2) Representing PDF files within the OWB Client:

Text File is a nice option.
Text file provides location (Schema/directory). This can be used to point to a directory where PDF's are stored. The FF on the PDF will act as a column.


3) Sampling the PDF File:

For demo --> I will be using W-4 PDF form (most of us fill this at the start year).
The W-4 form can be downloaded from here.

Filled a W-4 form with random data.



Sampled the above PDF file via a jython script -->

-------------------------------------------------
Position --> Form Field(FF) --> Value
-------------------------------------------------
1 --> f1_01(0) --> 1
2 --> f1_02(0) --> 1
3 --> f1_03(0) --> 0
4 --> f1_04(0) --> 0
5 --> f1_05(0) --> 0
6 --> f1_06(0) --> 0
7 --> f1_07(0) --> 0
8 --> f1_08(0) --> 2
9 --> f1_09(0) --> BOB B
10 --> f1_10(0) --> BOB
11 --> f1_11(0) --> 000
12 --> f1_12(0) --> 00
13 --> f1_13(0) --> 0000
14 --> f1_14(0) --> 000 Cleveland ln
15 --> f1_15(0) --> Columbus OH - 43081
16 --> c1_01(0) -->
17 --> c1_01a(0) --> Yes
18 --> c1_01b(0) -->
19 --> c1_04(0) -->
20 --> f1_16(0) --> 7
21 --> f1_17(0) --> 500
22 --> f1_18(0) --> Exempt
23 --> f1_19(0) --> XYZ TEST CORPORATION
24 --> f1_20(0) --> XYZ
25 --> f1_21(0) --> AA
26 --> f1_22(0) --> AAAAAAA
27 --> f2_01(0) --> 12
28 --> f2_02(0) --> 12
29 --> f2_03(0) --> 13
30 --> f2_04(0) --> 124124
31 --> f2_05(0) --> 123
32 --> f2_06(0) --> 123
33 --> f2_07(0) --> 132
34 --> f2_08(0) --> 123
35 --> f2_09(0) --> 13
36 --> f2_10(0) --> 123
37 --> f2_11(0) --> 123
38 --> f2_12(0) --> 123
39 --> f2_13(0) --> 123123
40 --> f2_14(0) --> 123123
41 --> f2_15(0) --> 123123
42 --> f2_16(0) --> 1231
43 --> f2_17(0) --> 123
44 --> f2_18(0) --> 123
45 --> f2_19(0) --> 123

Tried with both PDFBox and iText and got the same result.

4) Handling the FF names:

The FF names are not meaningful (might be useful to the guys in payroll dept) and have special characters.
Checked few other pdf's and found that FF can have special characters like brackets, spaces,hypens,etc.

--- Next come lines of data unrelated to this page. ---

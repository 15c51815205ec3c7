use std::path::{Path, PathBuf};
use std::sync::Arc;

use serde::{Deserialize, Serialize};
use serde_json::{json, Map, Value};
use tokio::fs;
use tokio::sync::RwLock;

#[derive(Debug, Clone, Serialize, Deserialize)]
#[serde(default)]
pub struct ExecutionConfig {
    /// Hard wall-clock budget for one run.
    pub timeout_secs: u64,
    pub max_tool_calls: usize,
    pub default_max_interrupts: u32,
    /// `in_execution` tasks untouched for longer than this are failed by the zombie sweep.
    pub zombie_stale_secs: u64,
    pub maintenance_interval_secs: u64,
    pub side_effect_max_attempts: u32,
}

impl Default for ExecutionConfig {
    fn default() -> Self {
        Self {
            timeout_secs: 600,
            max_tool_calls: 6,
            default_max_interrupts: 3,
            zombie_stale_secs: 1800,
            maintenance_interval_secs: 60,
            side_effect_max_attempts: 3,
        }
    }
}

#[derive(Debug, Clone, Serialize, Deserialize, Default)]
#[serde(default)]
pub struct PolicySettings {
    pub path: Option<PathBuf>,
    /// Chat or sender ids whose inbound messages are treated as trusted operators.
    pub trusted_identities: Vec<String>,
}

#[derive(Debug, Clone, Serialize, Deserialize, Default)]
#[serde(default)]
pub struct PeerConfig {
    pub gateway_url: Option<String>,
    pub model: Option<String>,
    pub api_key: Option<String>,
}

#[derive(Debug, Clone, Serialize, Deserialize, Default)]
#[serde(default)]
pub struct NotificationConfig {
    pub telegram_bot_token: Option<String>,
    pub telegram_chat_id: Option<String>,
}

#[derive(Debug, Clone, Serialize, Deserialize)]
#[serde(default)]
pub struct WorkflowConfig {
    pub verifier_role: Option<String>,
    pub default_role: String,
    pub default_tenant: String,
    pub auto_orchestrate_inbound: bool,
    pub auto_orchestrate_mitigations: bool,
}

impl Default for WorkflowConfig {
    fn default() -> Self {
        Self {
            verifier_role: None,
            default_role: "generalist".to_string(),
            default_tenant: "default".to_string(),
            auto_orchestrate_inbound: true,
            auto_orchestrate_mitigations: true,
        }
    }
}

#[derive(Debug, Clone, Serialize, Deserialize, Default)]
#[serde(default)]
pub struct AppConfig {
    pub execution: ExecutionConfig,
    pub policy: PolicySettings,
    pub peer: PeerConfig,
    pub notifications: NotificationConfig,
    pub workflow: WorkflowConfig,
}

impl AppConfig {
    pub fn policy_path(&self, state_dir: &Path) -> PathBuf {
        self.policy
            .path
            .clone()
            .unwrap_or_else(|| state_dir.join("policy.yaml"))
    }
}

#[derive(Debug, Clone, Default)]
struct ConfigLayers {
    global: Value,
    project: Value,
    env: Value,
    runtime: Value,
    cli: Value,
}

/// Layered JSON configuration: defaults < global < project < env < runtime < cli.
#[derive(Clone)]
pub struct ConfigStore {
    project_path: PathBuf,
    layers: Arc<RwLock<ConfigLayers>>,
}

impl ConfigStore {
    pub async fn new(state_dir: impl AsRef<Path>, cli_overrides: Option<Value>) -> anyhow::Result<Self> {
        let global = match resolve_global_config_path() {
            Some(path) => read_json_file(&path).await.unwrap_or_else(|_| empty_object()),
            None => empty_object(),
        };
        Self::with_global(state_dir.as_ref(), global, cli_overrides).await
    }

    /// Same as [`ConfigStore::new`] without the per-user global layer.
    pub async fn isolated(
        state_dir: impl AsRef<Path>,
        cli_overrides: Option<Value>,
    ) -> anyhow::Result<Self> {
        Self::with_global(state_dir.as_ref(), empty_object(), cli_overrides).await
    }

    async fn with_global(
        state_dir: &Path,
        global: Value,
        cli_overrides: Option<Value>,
    ) -> anyhow::Result<Self> {
        fs::create_dir_all(state_dir).await?;
        let project_path = state_dir.join("config.json");
        let project = read_json_file(&project_path)
            .await
            .unwrap_or_else(|_| empty_object());
        let layers = ConfigLayers {
            global,
            project,
            env: env_layer(),
            runtime: empty_object(),
            cli: cli_overrides.unwrap_or_else(empty_object),
        };
        Ok(Self {
            project_path,
            layers: Arc::new(RwLock::new(layers)),
        })
    }

    pub async fn get(&self) -> AppConfig {
        let merged = self.get_effective_value().await;
        serde_json::from_value(merged).unwrap_or_else(|err| {
            tracing::warn!("effective config does not match schema, using defaults: {err}");
            AppConfig::default()
        })
    }

    pub async fn get_effective_value(&self) -> Value {
        let layers = self.layers.read().await.clone();
        let mut merged = serde_json::to_value(AppConfig::default()).unwrap_or_else(|_| empty_object());
        deep_merge(&mut merged, &layers.global);
        deep_merge(&mut merged, &layers.project);
        deep_merge(&mut merged, &layers.env);
        deep_merge(&mut merged, &layers.runtime);
        deep_merge(&mut merged, &layers.cli);
        merged
    }

    pub async fn get_layers_value(&self) -> Value {
        let layers = self.layers.read().await;
        json!({
            "global": layers.global,
            "project": layers.project,
            "env": redacted(&layers.env),
            "runtime": layers.runtime,
            "cli": layers.cli
        })
    }

    pub async fn patch_project(&self, patch: Value) -> anyhow::Result<Value> {
        {
            let mut layers = self.layers.write().await;
            deep_merge(&mut layers.project, &patch);
        }
        self.save_project().await?;
        Ok(self.get_effective_value().await)
    }

    pub async fn patch_runtime(&self, patch: Value) -> anyhow::Result<Value> {
        {
            let mut layers = self.layers.write().await;
            deep_merge(&mut layers.runtime, &patch);
        }
        Ok(self.get_effective_value().await)
    }

    async fn save_project(&self) -> anyhow::Result<()> {
        let mut snapshot = self.layers.read().await.project.clone();
        strip_persisted_secrets(&mut snapshot);
        if let Some(parent) = self.project_path.parent() {
            fs::create_dir_all(parent).await?;
        }
        fs::write(&self.project_path, serde_json::to_string_pretty(&snapshot)?).await?;
        Ok(())
    }
}

fn empty_object() -> Value {
    Value::Object(Map::new())
}

/// Secrets supplied through the environment never get written back into `config.json`.
fn strip_persisted_secrets(value: &mut Value) {
    let secret_paths = [
        ("peer", "api_key", "MCTL_GATEWAY_API_KEY"),
        ("notifications", "telegram_bot_token", "MCTL_TELEGRAM_BOT_TOKEN"),
    ];
    for (section, key, env_key) in secret_paths {
        let from_env = std::env::var(env_key)
            .map(|v| !v.trim().is_empty())
            .unwrap_or(false);
        if !from_env {
            continue;
        }
        if let Some(section) = value.get_mut(section).and_then(|v| v.as_object_mut()) {
            section.remove(key);
        }
    }
}

fn redacted(value: &Value) -> Value {
    let mut out = value.clone();
    for (section, key) in [("peer", "api_key"), ("notifications", "telegram_bot_token")] {
        if let Some(slot) = out.get_mut(section).and_then(|v| v.get_mut(key)) {
            *slot = Value::String("[redacted]".to_string());
        }
    }
    out
}

async fn read_json_file(path: &Path) -> anyhow::Result<Value> {
    if !path.exists() {
        return Ok(empty_object());
    }
    let raw = fs::read_to_string(path).await?;
    Ok(serde_json::from_str::<Value>(&raw).unwrap_or_else(|_| empty_object()))
}

fn resolve_global_config_path() -> Option<PathBuf> {
    if let Ok(path) = std::env::var("MCTL_GLOBAL_CONFIG") {
        return Some(PathBuf::from(path));
    }
    dirs::config_dir().map(|dir| dir.join("mission-control").join("config.json"))
}

fn env_layer() -> Value {
    let mut root = empty_object();

    let string_vars = [
        ("MCTL_GATEWAY_URL", "peer", "gateway_url"),
        ("MCTL_GATEWAY_API_KEY", "peer", "api_key"),
        ("MCTL_MODEL", "peer", "model"),
        ("MCTL_TELEGRAM_BOT_TOKEN", "notifications", "telegram_bot_token"),
        ("MCTL_TELEGRAM_CHAT_ID", "notifications", "telegram_chat_id"),
        ("MCTL_POLICY_PATH", "policy", "path"),
        ("MCTL_VERIFIER_ROLE", "workflow", "verifier_role"),
        ("MCTL_DEFAULT_TENANT", "workflow", "default_tenant"),
    ];
    for (env_key, section, key) in string_vars {
        if let Ok(value) = std::env::var(env_key) {
            if !value.trim().is_empty() {
                deep_merge(&mut root, &json!({ section: { key: value.trim() } }));
            }
        }
    }

    if let Ok(raw) = std::env::var("MCTL_TRUSTED_IDENTITIES") {
        deep_merge(
            &mut root,
            &json!({ "policy": { "trusted_identities": parse_csv(&raw) } }),
        );
    }
    if let Some(secs) = std::env::var("MCTL_EXECUTION_TIMEOUT_SECS")
        .ok()
        .and_then(|v| v.trim().parse::<u64>().ok())
    {
        deep_merge(&mut root, &json!({ "execution": { "timeout_secs": secs } }));
    }
    if let Some(limit) = std::env::var("MCTL_MAX_TOOL_CALLS")
        .ok()
        .and_then(|v| v.trim().parse::<usize>().ok())
    {
        deep_merge(&mut root, &json!({ "execution": { "max_tool_calls": limit } }));
    }
    if let Some(enabled) = std::env::var("MCTL_AUTO_ORCHESTRATE")
        .ok()
        .and_then(|v| parse_bool_like(&v))
    {
        deep_merge(
            &mut root,
            &json!({ "workflow": { "auto_orchestrate_inbound": enabled } }),
        );
    }

    root
}

fn parse_bool_like(raw: &str) -> Option<bool> {
    match raw.trim().to_ascii_lowercase().as_str() {
        "1" | "true" | "yes" | "on" => Some(true),
        "0" | "false" | "no" | "off" => Some(false),
        _ => None,
    }
}

fn parse_csv(raw: &str) -> Vec<String> {
    raw.split(',')
        .map(|s| s.trim().to_string())
        .filter(|s| !s.is_empty())
        .collect()
}

pub fn deep_merge(base: &mut Value, overlay: &Value) {
    if overlay.is_null() {
        return;
    }
    match (base, overlay) {
        (Value::Object(base_map), Value::Object(overlay_map)) => {
            for (key, value) in overlay_map {
                if value.is_null() {
                    continue;
                }
                match base_map.get_mut(key) {
                    Some(existing) => deep_merge(existing, value),
                    None => {
                        base_map.insert(key.clone(), value.clone());
                    }
                }
            }
        }
        (base_value, overlay_value) => {
            *base_value = overlay_value.clone();
        }
    }
}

Columns with meaningful names makes more sense. Changing FF name in the PDF is not a good option.

To overcome this problem of special characters decided, to use position of the FF within the PDF rather than the name.
This will allow to choose FF's without worrying about its original name.

5) CT mapping design to extract data:

Created a Text file with meaningful column names suffixed with position number.



6) Execution view of the mapping with code template assigned:



7) Execution Result:




 Got the data.

8) Performance Testing:

Tested it against 101 pdf files. Jython task took around 3 seconds to parse it. Entire CT map took 10 seconds. Coooooooool.




Extracting text and Parsing it from PDF's is also possible using TextStripper option avaialbe with Java API's.

The above example is one of the many alternatives available to extract data from PDF. If you know any other way, comments are welcome.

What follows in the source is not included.